At least no.3 is also non hardening. Really would need some help with this.

Cant even find no.2 on a swedish website for mail order, lots of no.3 but absoluteley no no.2.

Thank you for the torque sequence Geoff!

You're welcome.

Edit: Can edelbrock Gasgacinch work? Part no 9300. Thats what is recommended in the edelbrock intake install instructions.

That is IF my local US-Car parts store has it in stock.
Can't say, but if Edelbrock use it, probably OK. Fel-Pro only supply a small tube of RTV with the intake kit, which is what they say to use. I chose not to use silicone at the intake ports, which is why I went for Form-A-Gasket 2. Perhaps #3 is the same thing, but for the European market!! Can't say I've seen #3 here...... just saying.

 
here is a cut/paste i found on a discussion from 2002 by Dan Jones. For some reason Dan is inclined to share his experience with Clevelands, to the benefit of all in the Cleveland universe.

The pan protects the oil from splashing on the hot exhaust crossover port.

Use it unless you've blocked off the port or have an intake without a

crossover passage (Holley Strip Dominator, for one). The rubber intake

manifold gasket end seals can be troublesome, especially if the heads

and/or intake have been milled. Many builders toss the rubber seals and

just lay down a bead of RTV but I don't like that as I've seen too many

engines with RTV bits clogging up pushrod holes and oil pick ups. I

prefer to buy or make my own end seals from cork. I peen the block rails

with a punch so the gasket won't squeeze out while it's being torqued down.

BTW, this also works well on valve cover gaskets. Use Permatex 300 (the

black stuf I thinkit's called Permatex Aviaton Form-a-Gasket now) or a

contact cement to hold the gaskets in place. Don't use RTV except in the

corners of the end rails and even there I prefer using the red/brown

(hardeneing) Permatex.
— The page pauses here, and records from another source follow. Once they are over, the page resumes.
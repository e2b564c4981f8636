//! The inbound command parser.
//!
//! Commands arrive on the serial link as single lines. The message format is
//! the same one the decoders emit, so a host can replay anything it has
//! captured: `M<type>` selects the transmit encoding, `:` introduces hex
//! payload, `!` the nominal pulse duration, `#` the bit count and `*` the
//! checksum claim that triggers the transmit. Three text commands round it
//! out: `PULSE` and `DEMOD` toggle raw pulse display, `STACK` requests a
//! task report.
//!
//! There is no line buffer: a 255-bit payload would need half a kilobyte of
//! it. Bytes are parsed as they arrive and expanded straight into the pulse
//! ring, with a tick-based idle timeout so a half-received line can't wedge
//! the parser.

use core::convert::Infallible;

use embedded_hal::digital::{InputPin, OutputPin};

use crate::consts::{
    CHECKSUM_SEED, DEFAULT_ASK_CYCLE, DEFAULT_MANCHESTER_CYCLE, MAX_TICKS_PER_PHASE,
    MIN_TRANSMIT_PULSES, RECV_TIMEOUT_TICKS, TRANSMIT_REPEATS,
};
use crate::driver::{Bridge, RunningState};
use crate::ring::Pulse;

/// The text commands.
#[derive(Debug, Clone, Copy, PartialEq, Eq)]
pub(crate) enum TextAction {
    /// `PULSE`: display raw pulses instead of demodulating.
    Pulse,
    /// `DEMOD`: back to demodulated output.
    Demod,
    /// `STACK`: dump per-task state usage.
    Stack,
}

/// Where the parser resumes when the next byte arrives.
#[derive(Debug, Clone, Copy, PartialEq, Eq, Default)]
pub(crate) enum CmdState {
    /// Waiting for the first byte of a line.
    #[default]
    Idle,
    /// Got `M`, waiting for the message type.
    TypeChar,
    /// Between tokens, waiting for a key character.
    Key,
    /// Inside a `:` payload run.
    HexPayload { first: Option<u8> },
    /// Two-digit argument of `!`, `#` or `*`.
    HexArg { key: u8, first: Option<u8> },
    /// Matching the tail of a text command.
    Match {
        text: &'static str,
        index: u8,
        action: TextAction,
    },
    /// Discarding bytes until end of line.
    SkipLine,
    /// Replaying the ring; counts the transmissions left.
    Transmit { retries: u8 },
}

/// Resumable state of the command parser.
#[derive(Debug, Default)]
pub(crate) struct CommandTask {
    pub state: CmdState,
    /// Offending byte to echo, zero when the line is clean.
    pub err: u8,
    /// Whether the line deserves a `*OK`.
    pub ok: bool,
    /// Running additive checksum of the inbound line.
    pub chk: u8,
    /// Selected transmit encoding (`A`, `M` or `P`).
    pub msg_type: u8,
    /// High byte of a half-received raw pulse pair.
    pub pulse_hi: Option<u8>,
    /// Tick of the last serial activity, for the idle timeout.
    pub last_tick: u8,
    /// Accumulated idle ticks since then.
    pub idle: u16,
}

impl CommandTask {
    /// Arms the parser for a fresh line.
    pub fn begin(&mut self, tick: u8) {
        *self = Self::default();
        self.last_tick = tick;
    }
}

/// Outcome of asking the serial FIFO for a byte.
enum CmdRecv {
    Byte(u8),
    Starved,
    TimedOut,
}

fn hex_nibble(b: u8) -> Option<u8> {
    match b {
        b'0'..=b'9' => Some(b - b'0'),
        b'a'..=b'f' => Some(b - b'a' + 10),
        b'A'..=b'F' => Some(b - b'A' + 10),
        _ => None,
    }
}

impl<RX, TX, ANT> Bridge<RX, TX, ANT>
where
    RX: InputPin,
    TX: OutputPin,
    ANT: OutputPin,
{
    /// One step of the command parser: consume whatever is buffered, wait
    /// out a transmit in flight, or give up on a stalled line.
    pub(crate) fn poll_command(&mut self) -> nb::Result<(), Infallible> {
        loop {
            if let CmdState::Transmit { retries } = self.command.state {
                if self.transmit_done().is_err() {
                    return Err(nb::Error::WouldBlock);
                }
                self.disable_transceiver();
                if retries <= 1 {
                    self.enable_receiver();
                    self.command.state = CmdState::SkipLine;
                    continue;
                }
                self.enable_transmitter();
                self.command.state = CmdState::Transmit {
                    retries: retries - 1,
                };
                return Err(nb::Error::WouldBlock);
            }
            let b = match self.cmd_recv() {
                CmdRecv::Byte(b) => b,
                CmdRecv::Starved => return Err(nb::Error::WouldBlock),
                CmdRecv::TimedOut => {
                    // Stalled mid-line; drop it and get back to listening.
                    self.finish_cmd();
                    return Ok(());
                }
            };
            self.cmd_byte(b);
            if self.state != RunningState::ReceivingCommand {
                return Ok(());
            }
        }
    }

    fn cmd_recv(&mut self) -> CmdRecv {
        if let Some(b) = self.take_serial_in() {
            self.command.idle = 0;
            self.command.last_tick = self.tickcount;
            return CmdRecv::Byte(b);
        }
        let now = self.tickcount;
        let delta = now.wrapping_sub(self.command.last_tick) as u16;
        self.command.last_tick = now;
        self.command.idle = self.command.idle.saturating_add(delta);
        if self.command.idle >= RECV_TIMEOUT_TICKS {
            CmdRecv::TimedOut
        } else {
            CmdRecv::Starved
        }
    }

    fn cmd_byte(&mut self, b: u8) {
        match self.command.state {
            CmdState::Idle => {
                // The line is ours now; mute the radio until it is handled.
                self.disable_transceiver();
                match b {
                    b'M' => self.command.state = CmdState::TypeChar,
                    b'P' => {
                        self.command.state = CmdState::Match {
                            text: "PULSE\n",
                            index: 1,
                            action: TextAction::Pulse,
                        }
                    }
                    b'D' => {
                        self.command.state = CmdState::Match {
                            text: "DEMOD\n",
                            index: 1,
                            action: TextAction::Demod,
                        }
                    }
                    b'S' => {
                        self.command.state = CmdState::Match {
                            text: "STACK\n",
                            index: 1,
                            action: TextAction::Stack,
                        }
                    }
                    _ => {
                        if b < b' ' {
                            self.finish_cmd();
                        } else {
                            self.command.err = b;
                            self.command.state = CmdState::SkipLine;
                        }
                    }
                }
            }
            CmdState::TypeChar => {
                match b {
                    b'A' => self.sync_duration = DEFAULT_ASK_CYCLE,
                    b'M' => self.sync_duration = DEFAULT_MANCHESTER_CYCLE,
                    b'P' => {}
                    _ => {
                        self.command.err = b;
                        self.command.state = CmdState::SkipLine;
                        return;
                    }
                }
                self.command.msg_type = b;
                self.command.chk = CHECKSUM_SEED;
                self.command.pulse_hi = None;
                self.bit_count = 0;
                self.command.state = CmdState::Key;
            }
            CmdState::Key => self.cmd_key(b),
            CmdState::HexPayload { first } => {
                if let Some(v) = hex_nibble(b) {
                    match first {
                        None => self.command.state = CmdState::HexPayload { first: Some(v) },
                        Some(hi) => {
                            let byte = (hi << 4) | v;
                            self.command.chk = self.command.chk.wrapping_add(byte);
                            self.expand_payload(byte);
                            self.command.state = CmdState::HexPayload { first: None };
                        }
                    }
                } else {
                    // Not hex: the payload run is over and this byte is the
                    // next token key.
                    self.cmd_key(b);
                }
            }
            CmdState::HexArg { key, first } => {
                if let Some(v) = hex_nibble(b) {
                    match first {
                        None => {
                            self.command.state = CmdState::HexArg {
                                key,
                                first: Some(v),
                            }
                        }
                        Some(hi) => self.cmd_arg(key, (hi << 4) | v),
                    }
                } else {
                    // Torn argument; drop the line quietly.
                    self.command.state = CmdState::SkipLine;
                    if b < b' ' {
                        self.finish_cmd();
                    }
                }
            }
            CmdState::Match {
                text,
                index,
                action,
            } => {
                if b == text.as_bytes()[index as usize] {
                    if index as usize + 1 == text.len() {
                        match action {
                            TextAction::Pulse => self.flags.display_pulses = true,
                            TextAction::Demod => self.flags.display_pulses = false,
                            TextAction::Stack => self.flags.display_stacks = true,
                        }
                        self.command.ok = true;
                        self.finish_cmd();
                    } else {
                        self.command.state = CmdState::Match {
                            text,
                            index: index + 1,
                            action,
                        };
                    }
                } else {
                    self.command.err = b;
                    if b < b' ' {
                        self.finish_cmd();
                    } else {
                        self.command.state = CmdState::SkipLine;
                    }
                }
            }
            CmdState::SkipLine => {
                if b < b' ' {
                    self.finish_cmd();
                }
            }
            CmdState::Transmit { .. } => {}
        }
    }

    fn cmd_key(&mut self, b: u8) {
        match b {
            b':' => self.command.state = CmdState::HexPayload { first: None },
            b'!' | b'#' | b'*' => {
                self.command.state = CmdState::HexArg {
                    key: b,
                    first: None,
                }
            }
            _ => {
                self.command.err = b;
                if b < b' ' {
                    self.finish_cmd();
                } else {
                    self.command.state = CmdState::SkipLine;
                }
            }
        }
    }

    fn cmd_arg(&mut self, key: u8, value: u8) {
        match key {
            b'!' => {
                self.sync_duration = value;
                self.command.chk = self.command.chk.wrapping_add(value);
                self.command.state = CmdState::Key;
            }
            b'#' => {
                self.bit_count = value;
                self.command.chk = self.command.chk.wrapping_add(value);
                self.command.state = CmdState::Key;
            }
            b'*' => {
                if value == self.command.chk {
                    self.command.ok = true;
                    self.trigger_transmit();
                } else {
                    debug!("inbound checksum mismatch");
                    self.command.err = b'*';
                    self.command.state = CmdState::SkipLine;
                }
            }
            _ => {}
        }
    }

    /// Expands one payload byte according to the selected encoding.
    fn expand_payload(&mut self, byte: u8) {
        match self.command.msg_type {
            b'A' => {
                let long = self.sync_duration - self.sync_duration / 4;
                let short = self.sync_duration / 4;
                for i in 0..8 {
                    let idx = self.bit_count;
                    if (byte >> (7 - i)) & 1 == 1 {
                        self.ring.set(idx, Pulse::new(short, long));
                    } else {
                        self.ring.set(idx, Pulse::new(long, short));
                    }
                    self.bit_count = self.bit_count.wrapping_add(1);
                }
            }
            b'P' => match self.command.pulse_hi.take() {
                None => self.command.pulse_hi = Some(byte),
                Some(high) => {
                    let idx = self.bit_count;
                    self.ring.set(idx, Pulse::new(byte, high));
                    self.bit_count = self.bit_count.wrapping_add(1);
                }
            },
            // `M` payloads have no pulse image; they are checksummed and
            // otherwise ignored.
            _ => {}
        }
    }

    /// Seals the ring with the end sentinel and keys up the transmitter,
    /// unless the message is too short to bother.
    fn trigger_transmit(&mut self) {
        self.ring
            .set(self.bit_count, Pulse::new(MAX_TICKS_PER_PHASE, 0));
        self.ring.msg_end = self.bit_count.wrapping_add(1);
        self.ring.msg_start = 0;
        if self.bit_count <= MIN_TRANSMIT_PULSES {
            // too small, don't bother
            self.command.state = CmdState::SkipLine;
            return;
        }
        if self.command.msg_type == b'M' {
            // Nothing was expanded for this type; accept and stay off the
            // air.
            self.command.state = CmdState::SkipLine;
            return;
        }
        if self.command.msg_type == b'A' {
            // Re-derive the pulse widths now that the line's own `!` token
            // (which trails the payload in emitted lines) has been seen.
            self.rescale_ask_pulses();
        }
        self.enable_transmitter();
        self.command.state = CmdState::Transmit {
            retries: TRANSMIT_REPEATS,
        };
    }

    fn rescale_ask_pulses(&mut self) {
        let long = self.sync_duration - self.sync_duration / 4;
        let short = self.sync_duration / 4;
        let mut i = 0u8;
        while i != self.bit_count {
            let p = self.ring.get(i);
            if p.high > p.low {
                self.ring.set(i, Pulse::new(short, long));
            } else {
                self.ring.set(i, Pulse::new(long, short));
            }
            i = i.wrapping_add(1);
        }
    }

    /// Ends the line: reports, re-opens the receiver and resets the engine
    /// to a clean listening state.
    fn finish_cmd(&mut self) {
        if self.command.err != 0 {
            let err = self.command.err;
            self.push_byte(b'!');
            self.push_byte(err);
            self.push_byte(b'\n');
        } else if self.command.ok {
            self.push_str("*OK\n");
        }
        self.enable_receiver();
        self.state = RunningState::SyncSearch;
        self.ring.msg_start = 0;
        self.ring.msg_end = 0;
        self.ring.current = 0;
        self.sync.reset();
        let tick = self.tickcount;
        self.command.begin(tick);
    }
}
If you're using the turkey pan, apply a thin layer

of the black Permatex around the ports of the pan. Allow the Permatex to

get tacky before installing. Using long guide on the 4 center (the

vertical ones) will help guide the manifold into place.

Dan Jones

 
Well... I found the real problem with cylinder number 5, and its quite worrying....

ivdcfp.jpg
exhaust pushrod quit his job

2pr9r3k.jpg
seems he had quite a back problem, all crooked and all.

Now this worries me, i pushed the valve down and it moved freely.

What else would cause this misery? Seems it has nothing to get bent against except the rocker.

 
Well... I found the real problem with cylinder number 5, and its quite worrying....

Now this worries me, i pushed the valve down and it moved freely.

What else would cause this misery? Seems it has nothing to get bent against except the rocker.
Now that's an Oh Sh*t moment!!

Just as well you pulled the intake before any other damage was done.

 
Yeah Geoff, definitely...

My neighbour had spare cleveland pushrods of the same length, and since everything seem to be moving as it should, and the lifter seems to, well lift, as much as the others, I'm installing a new pushrod and slapping the intake back on, and then see what happens.

Maybe it was just old and the metal fatigued, and could not keep up with the new stiffer springs. I did cheap out on the pushrods since they were straight.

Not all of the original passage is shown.